Task ::
Go through the lines below and copy any that hold the string "WireIndex".

══ Data records

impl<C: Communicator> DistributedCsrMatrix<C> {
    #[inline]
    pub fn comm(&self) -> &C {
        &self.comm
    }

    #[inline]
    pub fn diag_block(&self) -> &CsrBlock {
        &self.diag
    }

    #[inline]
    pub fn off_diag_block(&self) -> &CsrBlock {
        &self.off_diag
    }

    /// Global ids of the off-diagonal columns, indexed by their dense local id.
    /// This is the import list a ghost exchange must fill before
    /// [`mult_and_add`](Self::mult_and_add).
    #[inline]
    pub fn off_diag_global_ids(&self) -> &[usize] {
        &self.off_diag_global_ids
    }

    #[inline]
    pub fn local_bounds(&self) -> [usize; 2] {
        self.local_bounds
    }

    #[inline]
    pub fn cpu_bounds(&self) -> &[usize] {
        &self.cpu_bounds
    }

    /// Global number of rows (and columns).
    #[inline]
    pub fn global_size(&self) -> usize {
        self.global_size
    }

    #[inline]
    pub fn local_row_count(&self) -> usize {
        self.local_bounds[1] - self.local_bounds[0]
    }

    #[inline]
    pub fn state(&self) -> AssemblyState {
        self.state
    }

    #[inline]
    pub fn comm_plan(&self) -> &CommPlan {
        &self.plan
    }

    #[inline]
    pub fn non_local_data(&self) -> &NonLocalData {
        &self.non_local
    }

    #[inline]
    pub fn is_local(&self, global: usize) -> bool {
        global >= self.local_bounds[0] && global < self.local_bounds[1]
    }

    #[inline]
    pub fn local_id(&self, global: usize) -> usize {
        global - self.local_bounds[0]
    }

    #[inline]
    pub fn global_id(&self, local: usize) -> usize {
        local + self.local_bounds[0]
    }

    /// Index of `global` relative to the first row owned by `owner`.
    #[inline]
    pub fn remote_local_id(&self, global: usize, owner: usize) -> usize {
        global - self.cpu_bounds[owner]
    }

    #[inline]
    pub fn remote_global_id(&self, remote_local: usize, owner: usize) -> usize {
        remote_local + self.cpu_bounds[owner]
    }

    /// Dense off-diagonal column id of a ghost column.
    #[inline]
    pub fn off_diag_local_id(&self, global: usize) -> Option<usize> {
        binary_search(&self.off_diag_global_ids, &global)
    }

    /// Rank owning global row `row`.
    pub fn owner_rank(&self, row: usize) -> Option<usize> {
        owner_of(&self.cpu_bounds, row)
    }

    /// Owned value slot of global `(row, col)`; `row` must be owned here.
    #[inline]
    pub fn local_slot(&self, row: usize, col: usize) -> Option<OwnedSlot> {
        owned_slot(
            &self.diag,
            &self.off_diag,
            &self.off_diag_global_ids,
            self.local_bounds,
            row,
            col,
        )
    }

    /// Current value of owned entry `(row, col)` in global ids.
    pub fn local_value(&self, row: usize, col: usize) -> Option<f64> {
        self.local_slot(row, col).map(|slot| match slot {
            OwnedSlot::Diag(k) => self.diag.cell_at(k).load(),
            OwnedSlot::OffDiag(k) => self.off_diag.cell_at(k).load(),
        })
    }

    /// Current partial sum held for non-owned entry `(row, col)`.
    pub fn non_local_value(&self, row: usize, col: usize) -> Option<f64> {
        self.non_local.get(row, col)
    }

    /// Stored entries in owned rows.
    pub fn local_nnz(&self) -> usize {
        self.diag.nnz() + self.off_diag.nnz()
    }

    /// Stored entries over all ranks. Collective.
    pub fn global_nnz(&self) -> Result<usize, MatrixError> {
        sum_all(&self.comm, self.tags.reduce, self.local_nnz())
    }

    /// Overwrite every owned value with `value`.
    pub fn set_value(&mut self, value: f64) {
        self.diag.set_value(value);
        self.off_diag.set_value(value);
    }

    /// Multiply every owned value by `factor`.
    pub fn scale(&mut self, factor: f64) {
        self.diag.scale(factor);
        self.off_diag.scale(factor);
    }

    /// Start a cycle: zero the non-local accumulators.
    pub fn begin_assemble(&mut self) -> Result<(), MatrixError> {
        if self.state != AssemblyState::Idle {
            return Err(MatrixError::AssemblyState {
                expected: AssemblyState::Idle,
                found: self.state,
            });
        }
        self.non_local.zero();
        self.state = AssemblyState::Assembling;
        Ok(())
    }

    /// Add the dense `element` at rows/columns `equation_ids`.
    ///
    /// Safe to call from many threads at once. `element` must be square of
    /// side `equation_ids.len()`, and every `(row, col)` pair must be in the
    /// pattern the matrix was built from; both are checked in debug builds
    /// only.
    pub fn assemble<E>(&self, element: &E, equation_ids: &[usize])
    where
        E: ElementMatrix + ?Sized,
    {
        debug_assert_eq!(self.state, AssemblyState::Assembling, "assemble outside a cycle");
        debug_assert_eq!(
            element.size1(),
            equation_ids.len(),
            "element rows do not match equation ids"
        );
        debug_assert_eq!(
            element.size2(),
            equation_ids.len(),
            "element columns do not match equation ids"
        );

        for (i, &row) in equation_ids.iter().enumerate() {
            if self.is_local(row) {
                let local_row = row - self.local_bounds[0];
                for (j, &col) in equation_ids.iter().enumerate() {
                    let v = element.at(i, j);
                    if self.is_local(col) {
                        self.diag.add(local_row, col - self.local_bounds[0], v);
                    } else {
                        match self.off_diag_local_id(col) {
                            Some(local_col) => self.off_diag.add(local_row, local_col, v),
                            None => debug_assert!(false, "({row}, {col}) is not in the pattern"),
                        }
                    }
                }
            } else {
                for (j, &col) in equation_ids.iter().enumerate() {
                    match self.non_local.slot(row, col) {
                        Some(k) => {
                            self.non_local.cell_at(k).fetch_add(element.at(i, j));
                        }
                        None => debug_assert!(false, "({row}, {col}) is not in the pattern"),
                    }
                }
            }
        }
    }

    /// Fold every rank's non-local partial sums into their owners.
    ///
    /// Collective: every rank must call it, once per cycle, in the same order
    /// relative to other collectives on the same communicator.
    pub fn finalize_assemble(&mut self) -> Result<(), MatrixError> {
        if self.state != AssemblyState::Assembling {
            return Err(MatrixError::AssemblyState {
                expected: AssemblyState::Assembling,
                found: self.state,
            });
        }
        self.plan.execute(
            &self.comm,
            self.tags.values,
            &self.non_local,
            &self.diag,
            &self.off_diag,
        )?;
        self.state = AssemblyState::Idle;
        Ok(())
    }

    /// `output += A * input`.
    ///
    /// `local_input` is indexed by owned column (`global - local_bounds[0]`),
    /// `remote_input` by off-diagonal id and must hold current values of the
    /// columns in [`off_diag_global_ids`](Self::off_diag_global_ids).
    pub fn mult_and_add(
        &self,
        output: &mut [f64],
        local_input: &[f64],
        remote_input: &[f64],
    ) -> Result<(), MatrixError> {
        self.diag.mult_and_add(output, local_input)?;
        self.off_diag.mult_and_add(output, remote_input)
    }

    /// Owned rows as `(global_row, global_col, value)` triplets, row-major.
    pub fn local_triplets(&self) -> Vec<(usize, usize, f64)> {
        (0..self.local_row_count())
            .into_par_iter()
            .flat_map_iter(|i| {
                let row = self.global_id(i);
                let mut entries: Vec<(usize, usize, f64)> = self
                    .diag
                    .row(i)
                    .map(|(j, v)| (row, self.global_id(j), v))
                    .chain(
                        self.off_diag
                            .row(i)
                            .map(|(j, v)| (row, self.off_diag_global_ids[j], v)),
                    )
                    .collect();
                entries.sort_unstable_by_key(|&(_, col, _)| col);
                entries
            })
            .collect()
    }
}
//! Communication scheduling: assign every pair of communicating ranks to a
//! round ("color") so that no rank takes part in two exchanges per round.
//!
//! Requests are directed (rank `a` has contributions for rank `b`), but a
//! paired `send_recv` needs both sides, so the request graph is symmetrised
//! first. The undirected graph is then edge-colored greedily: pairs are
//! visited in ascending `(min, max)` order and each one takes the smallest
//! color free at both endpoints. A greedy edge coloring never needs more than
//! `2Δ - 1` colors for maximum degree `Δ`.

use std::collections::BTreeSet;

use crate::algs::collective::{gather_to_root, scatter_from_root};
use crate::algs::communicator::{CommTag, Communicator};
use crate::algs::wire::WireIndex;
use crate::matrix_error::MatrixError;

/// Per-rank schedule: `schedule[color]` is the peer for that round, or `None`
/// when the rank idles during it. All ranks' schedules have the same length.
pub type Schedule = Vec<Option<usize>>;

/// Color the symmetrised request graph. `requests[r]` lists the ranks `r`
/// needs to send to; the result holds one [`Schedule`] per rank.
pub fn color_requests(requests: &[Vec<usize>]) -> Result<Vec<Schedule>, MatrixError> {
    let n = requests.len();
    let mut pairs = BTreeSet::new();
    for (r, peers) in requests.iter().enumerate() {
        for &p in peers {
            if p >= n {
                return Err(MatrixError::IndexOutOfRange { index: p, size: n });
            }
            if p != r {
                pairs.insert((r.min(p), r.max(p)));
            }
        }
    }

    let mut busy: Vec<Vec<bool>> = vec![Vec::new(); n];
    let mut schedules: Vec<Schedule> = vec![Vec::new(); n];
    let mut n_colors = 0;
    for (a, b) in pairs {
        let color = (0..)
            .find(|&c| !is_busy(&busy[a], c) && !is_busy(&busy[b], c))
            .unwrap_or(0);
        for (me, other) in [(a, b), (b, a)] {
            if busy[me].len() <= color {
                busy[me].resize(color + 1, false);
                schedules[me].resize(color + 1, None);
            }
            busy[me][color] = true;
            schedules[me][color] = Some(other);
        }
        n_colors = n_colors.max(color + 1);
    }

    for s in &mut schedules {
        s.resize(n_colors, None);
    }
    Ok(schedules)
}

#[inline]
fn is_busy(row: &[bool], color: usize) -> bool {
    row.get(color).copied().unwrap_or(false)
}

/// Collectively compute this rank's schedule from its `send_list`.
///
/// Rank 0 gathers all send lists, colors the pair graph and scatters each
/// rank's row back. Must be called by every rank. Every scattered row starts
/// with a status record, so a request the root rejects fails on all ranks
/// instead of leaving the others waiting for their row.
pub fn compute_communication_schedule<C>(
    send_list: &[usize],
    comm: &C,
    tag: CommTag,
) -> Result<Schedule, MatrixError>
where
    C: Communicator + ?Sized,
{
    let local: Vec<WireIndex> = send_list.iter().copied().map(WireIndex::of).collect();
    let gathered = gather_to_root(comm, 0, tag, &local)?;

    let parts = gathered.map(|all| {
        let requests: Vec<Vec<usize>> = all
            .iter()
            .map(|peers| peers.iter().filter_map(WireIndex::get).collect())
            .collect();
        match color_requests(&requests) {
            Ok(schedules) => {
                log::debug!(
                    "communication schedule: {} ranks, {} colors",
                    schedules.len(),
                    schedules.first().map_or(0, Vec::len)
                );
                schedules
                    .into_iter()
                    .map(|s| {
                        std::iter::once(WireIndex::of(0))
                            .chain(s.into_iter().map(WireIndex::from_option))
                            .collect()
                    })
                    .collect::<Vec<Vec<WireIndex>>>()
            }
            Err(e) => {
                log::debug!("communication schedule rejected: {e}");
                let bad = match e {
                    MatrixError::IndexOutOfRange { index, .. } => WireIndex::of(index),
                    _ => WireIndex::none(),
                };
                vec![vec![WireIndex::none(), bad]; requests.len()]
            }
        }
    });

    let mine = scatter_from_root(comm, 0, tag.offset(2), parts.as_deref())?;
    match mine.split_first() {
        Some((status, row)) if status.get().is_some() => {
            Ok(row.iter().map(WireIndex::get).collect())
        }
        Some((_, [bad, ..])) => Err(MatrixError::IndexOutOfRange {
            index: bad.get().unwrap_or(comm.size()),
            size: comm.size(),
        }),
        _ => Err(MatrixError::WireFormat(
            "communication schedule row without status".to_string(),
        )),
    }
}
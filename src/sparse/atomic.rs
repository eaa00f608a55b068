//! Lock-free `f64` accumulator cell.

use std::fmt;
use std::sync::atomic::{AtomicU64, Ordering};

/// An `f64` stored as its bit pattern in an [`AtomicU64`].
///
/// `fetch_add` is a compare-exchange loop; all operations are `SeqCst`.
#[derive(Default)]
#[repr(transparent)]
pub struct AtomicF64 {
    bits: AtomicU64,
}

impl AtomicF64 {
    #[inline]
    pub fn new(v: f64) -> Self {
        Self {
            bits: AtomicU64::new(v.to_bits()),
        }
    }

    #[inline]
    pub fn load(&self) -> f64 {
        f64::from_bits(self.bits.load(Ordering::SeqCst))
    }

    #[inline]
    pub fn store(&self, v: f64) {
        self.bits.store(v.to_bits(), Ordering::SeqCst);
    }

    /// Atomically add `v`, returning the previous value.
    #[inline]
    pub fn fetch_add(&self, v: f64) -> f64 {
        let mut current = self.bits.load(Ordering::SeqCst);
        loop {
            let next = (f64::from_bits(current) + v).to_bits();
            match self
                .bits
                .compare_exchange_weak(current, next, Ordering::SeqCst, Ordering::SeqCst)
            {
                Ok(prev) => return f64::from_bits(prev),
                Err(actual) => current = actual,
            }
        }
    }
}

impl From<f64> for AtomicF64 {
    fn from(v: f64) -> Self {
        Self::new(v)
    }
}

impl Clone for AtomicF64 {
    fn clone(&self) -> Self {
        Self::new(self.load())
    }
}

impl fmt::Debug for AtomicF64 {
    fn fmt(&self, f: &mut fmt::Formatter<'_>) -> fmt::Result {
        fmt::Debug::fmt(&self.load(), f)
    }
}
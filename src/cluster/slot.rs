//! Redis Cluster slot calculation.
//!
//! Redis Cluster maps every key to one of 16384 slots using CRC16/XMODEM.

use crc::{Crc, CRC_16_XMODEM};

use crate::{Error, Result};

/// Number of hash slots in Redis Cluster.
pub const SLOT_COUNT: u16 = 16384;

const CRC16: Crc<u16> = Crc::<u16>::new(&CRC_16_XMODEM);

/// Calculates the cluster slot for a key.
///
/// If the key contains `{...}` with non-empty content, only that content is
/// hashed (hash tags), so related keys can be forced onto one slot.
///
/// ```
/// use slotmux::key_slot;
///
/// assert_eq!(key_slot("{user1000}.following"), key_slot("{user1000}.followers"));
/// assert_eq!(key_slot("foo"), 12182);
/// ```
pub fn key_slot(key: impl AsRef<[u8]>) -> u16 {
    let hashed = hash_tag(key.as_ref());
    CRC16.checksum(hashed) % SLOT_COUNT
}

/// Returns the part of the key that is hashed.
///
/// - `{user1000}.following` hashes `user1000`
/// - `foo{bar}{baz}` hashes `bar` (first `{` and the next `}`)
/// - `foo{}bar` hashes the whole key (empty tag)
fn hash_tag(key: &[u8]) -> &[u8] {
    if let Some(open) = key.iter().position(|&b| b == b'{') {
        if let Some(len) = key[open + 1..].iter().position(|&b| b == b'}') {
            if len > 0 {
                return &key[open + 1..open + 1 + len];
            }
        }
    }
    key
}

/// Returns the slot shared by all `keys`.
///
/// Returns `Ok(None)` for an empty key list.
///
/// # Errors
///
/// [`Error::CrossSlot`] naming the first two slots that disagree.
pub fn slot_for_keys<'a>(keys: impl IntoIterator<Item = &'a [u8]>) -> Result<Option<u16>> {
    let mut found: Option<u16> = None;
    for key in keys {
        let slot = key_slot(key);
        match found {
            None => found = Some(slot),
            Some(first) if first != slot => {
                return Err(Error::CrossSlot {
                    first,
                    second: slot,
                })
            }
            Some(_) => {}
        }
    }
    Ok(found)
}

════

Your response ::
use crate::algs::wire::WireIndex;
    let local: Vec<WireIndex> = send_list.iter().copied().map(WireIndex::of).collect();
            .map(|peers| peers.iter().filter_map(WireIndex::get).collect())
                        std::iter::once(WireIndex::of(0))
                            .chain(s.into_iter().map(WireIndex::from_option))
                    .collect::<Vec<Vec<WireIndex>>>()
                    MatrixError::IndexOutOfRange { index, .. } => WireIndex::of(index),
                    _ => WireIndex::none(),
                vec![vec![WireIndex::none(), bad]; requests.len()]
            Ok(row.iter().map(WireIndex::get).collect())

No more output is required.